Requirement: In the lines below, look for "ThingSpeak". Copy each line where it appears.

Information given:
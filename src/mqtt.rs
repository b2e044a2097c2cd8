//! MQTT 3.1.1 session for ThingSpeak's broker.
//!
//! ThingSpeak only speaks MQTT 3.1.1 and only accepts QoS 0 publishes. A
//! [`MqttSession`] connects with the device credentials, publishes at QoS 0
//! and disconnects. Packets are encoded with `mqttrs` over any
//! `embedded-io-async` stream.

use embedded_io_async::{Read, Write};
use mqttrs::{decode_slice, encode_slice, Connack, ConnectReturnCode, Packet, Protocol, QosPid};

use crate::publish::Publish;

#[derive(Debug)]
pub enum MqttError<E> {
    Transport(E),
    Encode(mqttrs::Error),
    Decode(mqttrs::Error),
    /// Broker answered CONNECT with a non-zero return code
    Refused(ConnectReturnCode),
    /// Broker sent something other than a CONNACK
    UnexpectedPacket,
    /// Connection closed before the CONNACK arrived
    Closed,
    /// CONNACK did not fit in the receive buffer
    BufferFull,
}

/// ThingSpeak MQTT device credentials.
#[derive(Debug, Clone, Copy)]
pub struct ConnectOptions<'a> {
    pub client_id: &'a str,
    pub username: &'a str,
    pub password: &'a str,
    pub keep_alive_secs: u16,
}

pub struct MqttSession<'b, T> {
    transport: T,
    tx_buffer: &'b mut [u8],
    rx_buffer: &'b mut [u8],
}

impl<'b, T> MqttSession<'b, T>
where
    T: Read + Write,
{
    /// Sends CONNECT on a clean session and waits for the broker to accept it.
    pub async fn connect(
        transport: T,
        tx_buffer: &'b mut [u8],
        rx_buffer: &'b mut [u8],
        options: &ConnectOptions<'_>,
    ) -> Result<Self, MqttError<T::Error>> {
        let mut session = Self {
            transport,
            tx_buffer,
            rx_buffer,
        };

        session
            .send(&Packet::Connect(mqttrs::Connect {
                protocol: Protocol::MQTT311,
                keep_alive: options.keep_alive_secs,
                client_id: options.client_id,
                clean_session: true,
                last_will: None,
                username: Some(options.username),
                password: Some(options.password.as_bytes()),
            }))
            .await?;

        let connack = session.connack().await?;
        if !matches!(connack.code, ConnectReturnCode::Accepted) {
            log::error!("Broker refused connection: {:?}", connack.code);
            return Err(MqttError::Refused(connack.code));
        }

        log::info!("MQTT connected as {}", options.client_id);
        Ok(session)
    }

    pub async fn disconnect(mut self) -> Result<(), MqttError<T::Error>> {
        self.send(&Packet::Disconnect).await
    }

    async fn send(&mut self, packet: &Packet<'_>) -> Result<(), MqttError<T::Error>> {
        let len = encode_slice(packet, self.tx_buffer)
            .map_err(MqttError::Encode)?;
        self.transport
            .write_all(&self.tx_buffer[..len])
            .await
            .map_err(MqttError::Transport)?;
        self.transport.flush().await.map_err(MqttError::Transport)
    }

    async fn connack(&mut self) -> Result<Connack, MqttError<T::Error>> {
        let mut len = 0;
        loop {
            if len == self.rx_buffer.len() {
                return Err(MqttError::BufferFull);
            }

            let n = self
                .transport
                .read(&mut self.rx_buffer[len..])
                .await
                .map_err(MqttError::Transport)?;
            if n == 0 {
                return Err(MqttError::Closed);
            }
            len += n;

            let packet = decode_slice(&self.rx_buffer[..len]).map_err(MqttError::Decode)?;
            match packet {
                Some(Packet::Connack(connack)) => return Ok(connack),
                Some(packet) => {
                    log::error!("Expected CONNACK, got {:?}", packet);
                    return Err(MqttError::UnexpectedPacket);
                }
                None => continue,
            }
        }
    }
}

impl<'b, T> Publish for MqttSession<'b, T>
where
    T: Read + Write,
{
    type Error = MqttError<T::Error>;

    /// QoS 0, not retained. No acknowledgement is expected.
    async fn publish(&mut self, topic: &str, payload: &[u8]) -> Result<(), Self::Error> {
        self.send(&Packet::Publish(mqttrs::Publish {
            dup: false,
            qospid: QosPid::AtMostOnce,
            retain: false,
            topic_name: topic,
            payload,
        }))
        .await
    }
}

#[cfg(test)]
mod test {
    use core::convert::Infallible;
    use embassy_futures::block_on;
    use embedded_io_async::ErrorType;
    use std::vec::Vec;

    use super::*;
    use crate::{Feed, FeedPublisher, Payload};

    const CONNACK_ACCEPTED: [u8; 4] = [0x20, 0x02, 0x00, 0x00];
    const CONNACK_NOT_AUTHORIZED: [u8; 4] = [0x20, 0x02, 0x00, 0x05];
    const PINGRESP: [u8; 2] = [0xd0, 0x00];
    const DISCONNECT: [u8; 2] = [0xe0, 0x00];

    const OPTIONS: ConnectOptions = ConnectOptions {
        client_id: "pond-client",
        username: "pond-user",
        password: "secret",
        keep_alive_secs: 30,
    };

    /// Replays broker bytes one at a time and records every write.
    #[derive(Default)]
    struct Broker {
        inbound: Vec<u8>,
        read: usize,
        sent: Vec<Vec<u8>>,
    }

    impl Broker {
        fn replying(inbound: &[u8]) -> Self {
            Self {
                inbound: inbound.to_vec(),
                ..Default::default()
            }
        }
    }

    impl ErrorType for Broker {
        type Error = Infallible;
    }

    impl Read for Broker {
        async fn read(&mut self, buf: &mut [u8]) -> Result<usize, Self::Error> {
            match self.inbound.get(self.read) {
                Some(byte) if !buf.is_empty() => {
                    buf[0] = *byte;
                    self.read += 1;
                    Ok(1)
                }
                _ => Ok(0),
            }
        }
    }

    impl Write for Broker {
        async fn write(&mut self, buf: &[u8]) -> Result<usize, Self::Error> {
            self.sent.push(buf.to_vec());
            Ok(buf.len())
        }
    }

    type Connected<'a> = Result<MqttSession<'static, &'a mut Broker>, MqttError<Infallible>>;

    fn connect(broker: &mut Broker) -> Connected<'_> {
        let tx = vec![0u8; 512].leak();
        let rx = vec![0u8; 64].leak();
        block_on(MqttSession::connect(broker, tx, rx, &OPTIONS))
    }

    #[test]
    fn connect_as_mqtt_311_with_credentials() {
        let mut broker = Broker::replying(&CONNACK_ACCEPTED);
        connect(&mut broker).unwrap();

        assert_eq!(broker.sent.len(), 1);
        let Ok(Some(Packet::Connect(packet))) = decode_slice(&broker.sent[0]) else {
            panic!("not a CONNECT: {:02x?}", broker.sent[0]);
        };
        assert!(matches!(packet.protocol, Protocol::MQTT311));
        assert_eq!(packet.client_id, "pond-client");
        assert_eq!(packet.username, Some("pond-user"));
        assert_eq!(packet.password, Some(&b"secret"[..]));
        assert_eq!(packet.keep_alive, 30);
        assert!(packet.clean_session);
        assert!(packet.last_will.is_none());
    }

    #[test]
    fn connect_refused() {
        let mut broker = Broker::replying(&CONNACK_NOT_AUTHORIZED);
        let result = connect(&mut broker);
        assert!(matches!(
            result,
            Err(MqttError::Refused(ConnectReturnCode::NotAuthorized))
        ));
    }

    #[test]
    fn connection_closed_before_connack() {
        let mut broker = Broker::replying(&CONNACK_ACCEPTED[..3]);
        assert!(matches!(connect(&mut broker), Err(MqttError::Closed)));
    }

    #[test]
    fn unexpected_packet_instead_of_connack() {
        let mut broker = Broker::replying(&PINGRESP);
        assert!(matches!(connect(&mut broker), Err(MqttError::UnexpectedPacket)));
    }

    #[test]
    fn connack_larger_than_buffer() {
        let mut broker = Broker::replying(&CONNACK_ACCEPTED);
        let tx = vec![0u8; 512].leak();
        let rx = vec![0u8; 2].leak();
        let result = block_on(MqttSession::connect(&mut broker, tx, rx, &OPTIONS));
        assert!(matches!(result, Err(MqttError::BufferFull)));
    }

    #[test]
    fn feed_update_is_published_at_qos_0() {
        let mut broker = Broker::replying(&CONNACK_ACCEPTED);
        let mut session = connect(&mut broker).unwrap();

        let feed = Feed::new("Pond_Sensor", "12345").unwrap();
        let mut payload = Payload::new().with_status("MQTTPUBLISH");
        payload.set_field(1, 12.5).unwrap();

        block_on(FeedPublisher::new(&mut session, &feed).publish_payload(&payload)).unwrap();
        block_on(session.disconnect()).unwrap();

        assert_eq!(broker.sent.len(), 3);
        let Ok(Some(Packet::Publish(publish))) = decode_slice(&broker.sent[1]) else {
            panic!("not a PUBLISH: {:02x?}", broker.sent[1]);
        };
        assert_eq!(publish.topic_name, "channels/12345/publish");
        assert_eq!(publish.payload, b"field1=12.50&status=MQTTPUBLISH");
        assert!(matches!(publish.qospid, QosPid::AtMostOnce));
        assert!(!publish.retain);
        assert!(!publish.dup);

        assert_eq!(broker.sent[2], DISCONNECT);
    }
}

Your response:
//! MQTT 3.1.1 session for ThingSpeak's broker.
//! ThingSpeak only speaks MQTT 3.1.1 and only accepts QoS 0 publishes. A
/// ThingSpeak MQTT device credentials.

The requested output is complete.